START DATA FOR PROCESSING

//! Logging infrastructure for Vitals.
//!
//! Provides centralized tracing setup for the CLI and any embedding binary.

use tracing_subscriber::{fmt, prelude::*, EnvFilter};

/// Initialize logging at INFO unless RUST_LOG says otherwise
pub fn init() {
    init_with_level("info")
}

/// Initialize logging with a specific default level
///
/// # Arguments
/// * `default_level` - Default log level (debug, info, warn, error)
///
/// RUST_LOG still takes precedence. Output goes to stderr so command
/// output on stdout (exports, chart JSON) stays machine-readable.
pub fn init_with_level(default_level: &str) {
    let filter =
        EnvFilter::try_from_default_env().unwrap_or_else(|_| EnvFilter::new(default_level));

    tracing_subscriber::registry()
        .with(filter)
        .with(fmt::layer().compact().with_writer(std::io::stderr))
        .init();
}

/// Initialize logging for testing (captures logs for test output)
#[cfg(test)]
pub fn init_test() {
    let _ = tracing_subscriber::fmt()
        .with_test_writer()
        .with_env_filter(EnvFilter::new("debug"))
        .try_init();
}
//! CSV health reports.
//!
//! A report has a short summary section (period, generation date and
//! averages) followed by one row per record, in the order given.

use crate::stats::rounded_mean;
use crate::{HealthRecord, Result};
use chrono::NaiveDate;
use std::io::Write;

/// Placeholder for values with no data
const NO_DATA: &str = "-";

/// Averages shown at the top of a report
///
/// Blood pressure is averaged over complete pairs only, so systolic and
/// diastolic always describe the same days.
#[derive(Clone, Debug, Default, PartialEq, Eq)]
pub struct ReportSummary {
    pub avg_systolic: Option<u32>,
    pub avg_diastolic: Option<u32>,
    pub avg_sugar_before: Option<u32>,
    pub avg_sugar_after: Option<u32>,
}

impl ReportSummary {
    pub fn from_records(records: &[HealthRecord]) -> Self {
        let mut sys_sum = 0.0;
        let mut dia_sum = 0.0;
        let mut bp_count = 0;
        let mut before_sum = 0.0;
        let mut before_count = 0;
        let mut after_sum = 0.0;
        let mut after_count = 0;

        for record in records {
            if let Some((sys, dia)) = record.blood_pressure() {
                sys_sum += sys;
                dia_sum += dia;
                bp_count += 1;
            }
            if let Some(v) = record.sugar_before {
                before_sum += v;
                before_count += 1;
            }
            if let Some(v) = record.sugar_after {
                after_sum += v;
                after_count += 1;
            }
        }

        Self {
            avg_systolic: rounded_mean(sys_sum, bp_count),
            avg_diastolic: rounded_mean(dia_sum, bp_count),
            avg_sugar_before: rounded_mean(before_sum, before_count),
            avg_sugar_after: rounded_mean(after_sum, after_count),
        }
    }
}

/// A detail row in the report
#[derive(Debug, serde::Serialize)]
struct ReportRow {
    date: String,
    blood_pressure: String,
    sugar_before: String,
    sugar_after: String,
    notes: String,
}

impl From<&HealthRecord> for ReportRow {
    fn from(record: &HealthRecord) -> Self {
        ReportRow {
            date: record.date.format(crate::DATE_FORMAT).to_string(),
            blood_pressure: record
                .blood_pressure()
                .map(|(sys, dia)| format!("{}/{}", sys, dia))
                .unwrap_or_else(|| NO_DATA.into()),
            sugar_before: display_reading(record.sugar_before),
            sugar_after: display_reading(record.sugar_after),
            notes: record.notes.clone().unwrap_or_else(|| NO_DATA.into()),
        }
    }
}

/// Write a CSV report for `records`
///
/// Returns the number of detail rows written.
pub fn write_report<W: Write>(
    records: &[HealthRecord],
    period_label: &str,
    generated_on: NaiveDate,
    writer: W,
) -> Result<usize> {
    let summary = ReportSummary::from_records(records);

    let mut csv = csv::WriterBuilder::new()
        .flexible(true)
        .has_headers(false)
        .from_writer(writer);

    let generated = generated_on.format(crate::DATE_FORMAT).to_string();
    let bp = format!(
        "{} / {} mmHg",
        display_average(summary.avg_systolic),
        display_average(summary.avg_diastolic)
    );
    let before = format!("{} mg/dL", display_average(summary.avg_sugar_before));
    let after = format!("{} mg/dL", display_average(summary.avg_sugar_after));

    csv.write_record(["Patient Health Report"])?;
    csv.write_record(["Metric", "Value"])?;
    csv.write_record(["Period", period_label])?;
    csv.write_record(["Generated", generated.as_str()])?;
    csv.write_record(["Avg Blood Pressure", bp.as_str()])?;
    csv.write_record(["Avg Sugar (Before Meal)", before.as_str()])?;
    csv.write_record(["Avg Sugar (After Meal)", after.as_str()])?;

    csv.write_record(["Detailed Records"])?;
    csv.write_record([
        "Date",
        "BP (mmHg)",
        "Sugar Fast (mg/dL)",
        "Sugar Post (mg/dL)",
        "Notes",
    ])?;
    for record in records {
        csv.serialize(ReportRow::from(record))?;
    }

    csv.flush()?;
    tracing::info!(
        "Wrote {} report rows for period {}",
        records.len(),
        period_label
    );
    Ok(records.len())
}

/// Suggested file name for a report
pub fn report_file_name(period_label: &str, generated_on: NaiveDate) -> String {
    format!(
        "Health_Report_{}_{}.csv",
        period_label.replace(char::is_whitespace, "_"),
        generated_on.format(crate::DATE_FORMAT)
    )
}

fn display_reading(value: Option<f64>) -> String {
    value
        .map(|v| v.to_string())
        .unwrap_or_else(|| NO_DATA.into())
}

fn display_average(value: Option<u32>) -> String {
    value
        .map(|v| v.to_string())
        .unwrap_or_else(|| NO_DATA.into())
}
//! Chart series for trend plots.

use crate::HealthRecord;
use chrono::NaiveDate;
use serde::Serialize;

/// Most recent records plotted on a trend chart
pub const CHART_POINT_LIMIT: usize = 30;

/// Oldest-first series, one value slot per label
#[derive(Clone, Debug, Default, PartialEq, Serialize)]
pub struct ChartSeries {
    pub labels: Vec<NaiveDate>,
    pub systolic: Vec<Option<f64>>,
    pub diastolic: Vec<Option<f64>>,
    pub sugar_before: Vec<Option<f64>>,
    pub sugar_after: Vec<Option<f64>>,
}

impl ChartSeries {
    pub fn len(&self) -> usize {
        self.labels.len()
    }

    pub fn is_empty(&self) -> bool {
        self.labels.is_empty()
    }
}

/// Build chart series from the latest [`CHART_POINT_LIMIT`] records
pub fn chart_series(records: &[HealthRecord]) -> ChartSeries {
    let mut sorted: Vec<&HealthRecord> = records.iter().collect();
    sorted.sort_by_key(|r| r.date);

    let start = sorted.len().saturating_sub(CHART_POINT_LIMIT);
    let recent = &sorted[start..];

    ChartSeries {
        labels: recent.iter().map(|r| r.date).collect(),
        systolic: recent.iter().map(|r| r.systolic).collect(),
        diastolic: recent.iter().map(|r| r.diastolic).collect(),
        sugar_before: recent.iter().map(|r| r.sugar_before).collect(),
        sugar_after: recent.iter().map(|r| r.sugar_after).collect(),
    }
}
//! Confirmation requests before destructive actions.

use crate::Result;

/// Asks the user to accept or reject an action
///
/// Takes `&mut self`, so only one request can be pending at a time.
pub trait Confirm {
    fn confirm(&mut self, title: &str, message: &str) -> Result<bool>;
}

/// Answers every request the same way without asking
#[derive(Clone, Copy, Debug)]
pub struct AutoConfirm(pub bool);

impl Confirm for AutoConfirm {
    fn confirm(&mut self, title: &str, _message: &str) -> Result<bool> {
        tracing::debug!("Auto-answering '{}' with {}", title, self.0);
        Ok(self.0)
    }
}

/// Run `action` only if the request is accepted
///
/// Returns `None` when the user declines.
pub fn confirm_then<C, T, F>(
    confirm: &mut C,
    title: &str,
    message: &str,
    action: F,
) -> Result<Option<T>>
where
    C: Confirm + ?Sized,
    F: FnOnce() -> Result<T>,
{
    if confirm.confirm(title, message)? {
        action().map(Some)
    } else {
        tracing::info!("'{}' declined", title);
        Ok(None)
    }
}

END DATA FOR PROCESSING

YOUR OBJECTIVE => The required output is every line above that contains the string "NaiveDate".

TASK SOLUTION =>
use chrono::NaiveDate;
    generated_on: NaiveDate,
pub fn report_file_name(period_label: &str, generated_on: NaiveDate) -> String {
use chrono::NaiveDate;
    pub labels: Vec<NaiveDate>,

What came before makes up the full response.